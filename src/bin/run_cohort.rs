//! Run projections for the whole planning cohort from data/households.csv
//!
//! Outputs yearly aggregated household benefits for comparison with the
//! spreadsheet model.

use rayon::prelude::*;
use retirement_engine::person::load_default_households;
use retirement_engine::{Assumptions, BenefitStream, ProjectionConfig, ProjectionEngine};
use std::collections::BTreeMap;
use std::fs::File;
use std::io::Write;
use std::time::Instant;

/// Aggregated yearly results across all households
#[derive(Debug, Clone, Copy, Default)]
struct AggregatedRow {
    total_monthly: f64,
    total_cumulative: f64,
    households_in_pay: u32,
}

fn main() {
    env_logger::init();

    let start = Instant::now();
    println!("Loading households from data/households.csv...");

    let records = load_default_households().expect("Failed to load households");
    println!("Loaded {} households in {:?}", records.len(), start.elapsed());

    let assumptions = Assumptions::default_planning();
    let config = ProjectionConfig::default();

    println!("Running projections...");
    let proj_start = Instant::now();

    // Run projections in parallel
    let results: Vec<BenefitStream> = records
        .par_iter()
        .map(|record| {
            let engine = ProjectionEngine::new(assumptions.clone(), config);
            let result = engine
                .project_household(&record.household)
                .unwrap_or_else(|e| {
                    panic!("household {} failed to project: {}", record.household_id, e)
                });
            result.combined
        })
        .collect();

    println!("Projections complete in {:?}", proj_start.elapsed());

    // Aggregate results by calendar year
    println!("Aggregating results...");
    let mut aggregated: BTreeMap<i32, AggregatedRow> = BTreeMap::new();

    for stream in &results {
        for (year, entry) in stream.iter() {
            let agg = aggregated.entry(year).or_default();
            agg.total_monthly += entry.monthly;
            agg.total_cumulative += entry.cumulative;
            if entry.monthly > 0.0 {
                agg.households_in_pay += 1;
            }
        }
    }

    // Write output
    let output_path = "cohort_projection_output.csv";
    let mut file = File::create(output_path).expect("Failed to create output file");

    writeln!(file, "Year,TotalMonthly,TotalCumulative,HouseholdsInPay").unwrap();
    for (year, row) in &aggregated {
        writeln!(
            file,
            "{},{:.2},{:.2},{}",
            year, row.total_monthly, row.total_cumulative, row.households_in_pay,
        )
        .unwrap();
    }

    println!("Output written to {}", output_path);

    // Print summary stats at milestone years
    let first_year = *aggregated.keys().next().expect("empty projection");
    let last_year = *aggregated.keys().next_back().expect("empty projection");
    println!("\nCohort Summary ({} households):", records.len());
    for year in [first_year, 2030, 2040, 2050, last_year] {
        if let Some(row) = aggregated.get(&year) {
            println!(
                "  {}: InPay={}, Monthly=${:.0}, Cumulative=${:.0}",
                year, row.households_in_pay, row.total_monthly, row.total_cumulative
            );
        }
    }

    println!("\nTotal time: {:?}", start.elapsed());
}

• Assignment
Starting with the first line of the entries, transcribe every line up to and including the one with "use std::fs::File;".

• Solution to the exercise
filename src/bin/run_cohort.rs
//! Run projections for the whole planning cohort from data/households.csv
//!
//! Outputs yearly aggregated household benefits for comparison with the
//! spreadsheet model.

use rayon::prelude::*;
use retirement_engine::person::load_default_households;
use retirement_engine::{Assumptions, BenefitStream, ProjectionConfig, ProjectionEngine};
use std::collections::BTreeMap;
use std::fs::File;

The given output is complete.